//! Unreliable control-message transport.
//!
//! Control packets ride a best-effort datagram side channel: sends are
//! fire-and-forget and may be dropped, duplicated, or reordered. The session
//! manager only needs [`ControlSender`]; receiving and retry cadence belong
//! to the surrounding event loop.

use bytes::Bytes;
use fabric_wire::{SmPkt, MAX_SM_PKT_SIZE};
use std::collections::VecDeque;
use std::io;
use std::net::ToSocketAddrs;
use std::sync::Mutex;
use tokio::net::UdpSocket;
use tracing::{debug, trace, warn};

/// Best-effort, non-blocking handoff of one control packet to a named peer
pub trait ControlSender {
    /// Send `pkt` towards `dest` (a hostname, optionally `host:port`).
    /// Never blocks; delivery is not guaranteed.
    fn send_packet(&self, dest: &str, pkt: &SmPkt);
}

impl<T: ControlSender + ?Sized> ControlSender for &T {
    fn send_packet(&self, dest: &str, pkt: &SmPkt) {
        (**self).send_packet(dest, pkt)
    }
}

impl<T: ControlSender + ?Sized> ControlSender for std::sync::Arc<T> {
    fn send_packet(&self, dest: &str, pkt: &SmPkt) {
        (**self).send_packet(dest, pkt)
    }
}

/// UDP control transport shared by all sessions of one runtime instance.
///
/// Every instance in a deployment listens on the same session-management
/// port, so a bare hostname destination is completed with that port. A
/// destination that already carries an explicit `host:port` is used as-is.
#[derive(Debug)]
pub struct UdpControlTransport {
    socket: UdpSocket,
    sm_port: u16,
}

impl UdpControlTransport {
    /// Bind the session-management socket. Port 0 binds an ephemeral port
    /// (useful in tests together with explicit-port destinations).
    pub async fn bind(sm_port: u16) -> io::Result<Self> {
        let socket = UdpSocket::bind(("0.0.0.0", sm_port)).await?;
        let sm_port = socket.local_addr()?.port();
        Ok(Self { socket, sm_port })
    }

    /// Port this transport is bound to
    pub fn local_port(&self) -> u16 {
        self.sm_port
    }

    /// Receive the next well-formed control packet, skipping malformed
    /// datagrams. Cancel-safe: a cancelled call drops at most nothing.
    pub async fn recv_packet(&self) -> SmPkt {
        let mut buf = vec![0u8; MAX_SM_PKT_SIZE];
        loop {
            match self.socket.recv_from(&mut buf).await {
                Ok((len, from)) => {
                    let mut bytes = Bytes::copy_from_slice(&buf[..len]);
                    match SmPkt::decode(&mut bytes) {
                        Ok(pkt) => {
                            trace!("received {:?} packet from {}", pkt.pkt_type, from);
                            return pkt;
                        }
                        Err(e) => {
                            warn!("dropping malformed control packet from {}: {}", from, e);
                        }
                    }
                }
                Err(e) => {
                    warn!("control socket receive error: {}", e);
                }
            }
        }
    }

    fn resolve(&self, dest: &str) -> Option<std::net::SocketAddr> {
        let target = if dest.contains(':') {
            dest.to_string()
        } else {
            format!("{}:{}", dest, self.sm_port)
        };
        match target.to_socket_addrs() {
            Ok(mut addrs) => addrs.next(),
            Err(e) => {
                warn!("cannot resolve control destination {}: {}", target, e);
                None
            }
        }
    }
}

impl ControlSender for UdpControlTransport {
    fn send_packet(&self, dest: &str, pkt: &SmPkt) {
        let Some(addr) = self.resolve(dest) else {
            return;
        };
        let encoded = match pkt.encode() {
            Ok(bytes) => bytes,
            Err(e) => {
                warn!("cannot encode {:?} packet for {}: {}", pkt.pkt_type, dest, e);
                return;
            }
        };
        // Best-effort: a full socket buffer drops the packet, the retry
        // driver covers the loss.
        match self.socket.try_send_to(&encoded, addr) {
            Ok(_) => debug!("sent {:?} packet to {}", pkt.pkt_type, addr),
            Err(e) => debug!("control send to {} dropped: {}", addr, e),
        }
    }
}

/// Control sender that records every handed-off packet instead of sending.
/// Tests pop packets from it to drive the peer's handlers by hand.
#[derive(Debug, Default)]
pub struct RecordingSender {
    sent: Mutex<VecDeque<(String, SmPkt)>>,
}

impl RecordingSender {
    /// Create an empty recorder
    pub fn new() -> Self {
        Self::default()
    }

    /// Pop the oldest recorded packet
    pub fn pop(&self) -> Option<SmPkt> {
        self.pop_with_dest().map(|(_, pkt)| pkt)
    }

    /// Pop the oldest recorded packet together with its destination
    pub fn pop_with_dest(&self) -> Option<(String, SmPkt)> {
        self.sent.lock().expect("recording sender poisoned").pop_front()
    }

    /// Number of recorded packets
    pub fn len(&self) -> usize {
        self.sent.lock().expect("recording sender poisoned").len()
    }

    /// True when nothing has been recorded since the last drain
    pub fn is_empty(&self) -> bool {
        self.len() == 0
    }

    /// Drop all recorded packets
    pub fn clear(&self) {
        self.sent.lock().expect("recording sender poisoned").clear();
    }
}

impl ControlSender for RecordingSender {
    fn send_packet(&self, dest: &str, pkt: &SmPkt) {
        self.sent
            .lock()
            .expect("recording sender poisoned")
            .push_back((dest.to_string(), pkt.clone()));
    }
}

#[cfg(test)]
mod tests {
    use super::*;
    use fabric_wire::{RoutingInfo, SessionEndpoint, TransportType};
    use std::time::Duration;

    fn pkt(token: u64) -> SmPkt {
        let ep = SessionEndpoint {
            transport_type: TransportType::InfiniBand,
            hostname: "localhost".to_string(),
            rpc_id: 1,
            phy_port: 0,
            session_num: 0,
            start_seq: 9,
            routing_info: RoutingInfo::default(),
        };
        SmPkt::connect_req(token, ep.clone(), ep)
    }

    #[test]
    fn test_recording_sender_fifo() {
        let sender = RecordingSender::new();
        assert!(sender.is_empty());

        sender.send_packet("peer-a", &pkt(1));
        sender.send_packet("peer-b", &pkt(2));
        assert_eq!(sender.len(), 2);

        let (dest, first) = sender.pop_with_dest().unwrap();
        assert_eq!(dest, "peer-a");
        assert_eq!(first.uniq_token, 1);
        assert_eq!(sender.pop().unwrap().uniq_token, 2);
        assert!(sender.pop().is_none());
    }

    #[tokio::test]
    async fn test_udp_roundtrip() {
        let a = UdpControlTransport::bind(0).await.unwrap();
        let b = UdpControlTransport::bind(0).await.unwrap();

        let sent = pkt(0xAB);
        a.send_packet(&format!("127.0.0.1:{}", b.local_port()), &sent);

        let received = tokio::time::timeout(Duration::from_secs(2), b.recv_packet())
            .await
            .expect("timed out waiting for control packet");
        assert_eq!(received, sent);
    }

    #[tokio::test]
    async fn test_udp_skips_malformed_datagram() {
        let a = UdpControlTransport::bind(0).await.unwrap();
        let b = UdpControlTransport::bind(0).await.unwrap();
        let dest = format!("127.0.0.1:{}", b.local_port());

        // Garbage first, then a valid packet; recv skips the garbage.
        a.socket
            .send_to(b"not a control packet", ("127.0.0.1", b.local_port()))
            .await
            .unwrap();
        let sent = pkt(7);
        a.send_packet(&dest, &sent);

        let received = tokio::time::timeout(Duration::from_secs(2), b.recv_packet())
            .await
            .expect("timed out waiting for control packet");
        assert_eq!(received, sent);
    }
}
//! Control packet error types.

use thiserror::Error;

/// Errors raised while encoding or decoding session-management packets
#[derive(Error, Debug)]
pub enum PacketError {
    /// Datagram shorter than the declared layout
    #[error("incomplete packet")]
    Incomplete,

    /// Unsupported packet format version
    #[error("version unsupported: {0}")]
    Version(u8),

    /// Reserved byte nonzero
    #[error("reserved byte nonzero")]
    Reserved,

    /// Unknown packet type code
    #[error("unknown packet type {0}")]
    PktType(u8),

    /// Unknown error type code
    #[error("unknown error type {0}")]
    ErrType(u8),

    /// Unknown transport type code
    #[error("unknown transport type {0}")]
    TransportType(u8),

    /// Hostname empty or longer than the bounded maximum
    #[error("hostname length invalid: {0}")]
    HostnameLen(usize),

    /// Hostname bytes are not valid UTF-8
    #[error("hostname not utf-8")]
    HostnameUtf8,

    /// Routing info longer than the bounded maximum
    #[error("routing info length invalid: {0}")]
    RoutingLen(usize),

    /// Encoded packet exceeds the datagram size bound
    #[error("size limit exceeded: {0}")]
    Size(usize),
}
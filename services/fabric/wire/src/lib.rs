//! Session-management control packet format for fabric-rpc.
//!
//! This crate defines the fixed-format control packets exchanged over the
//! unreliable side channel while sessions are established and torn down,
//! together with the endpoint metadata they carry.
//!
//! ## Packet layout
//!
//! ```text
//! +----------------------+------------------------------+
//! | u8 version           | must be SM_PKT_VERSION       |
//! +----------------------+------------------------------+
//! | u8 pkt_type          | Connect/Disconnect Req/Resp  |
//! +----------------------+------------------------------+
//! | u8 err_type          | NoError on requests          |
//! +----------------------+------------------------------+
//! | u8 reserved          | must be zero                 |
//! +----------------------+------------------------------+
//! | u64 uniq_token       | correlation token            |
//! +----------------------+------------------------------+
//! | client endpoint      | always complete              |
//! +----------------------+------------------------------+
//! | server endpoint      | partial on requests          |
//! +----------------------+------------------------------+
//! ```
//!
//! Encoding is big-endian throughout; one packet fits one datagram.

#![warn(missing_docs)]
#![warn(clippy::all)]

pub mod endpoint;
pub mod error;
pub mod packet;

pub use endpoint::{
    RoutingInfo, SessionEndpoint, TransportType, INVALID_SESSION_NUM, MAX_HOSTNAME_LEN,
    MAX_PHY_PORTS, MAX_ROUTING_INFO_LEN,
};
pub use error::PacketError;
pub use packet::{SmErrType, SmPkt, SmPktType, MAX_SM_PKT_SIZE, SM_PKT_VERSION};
+---+
TASK GOAL
Quote the records above from their first line through the line containing "surrounding event loop.", both ends included.

EXPECTED ANSWER
//! Unreliable control-message transport.
//!
//! Control packets ride a best-effort datagram side channel: sends are
//! fire-and-forget and may be dropped, duplicated, or reordered. The session
//! manager only needs [`ControlSender`]; receiving and retry cadence belong
//! to the surrounding event loop.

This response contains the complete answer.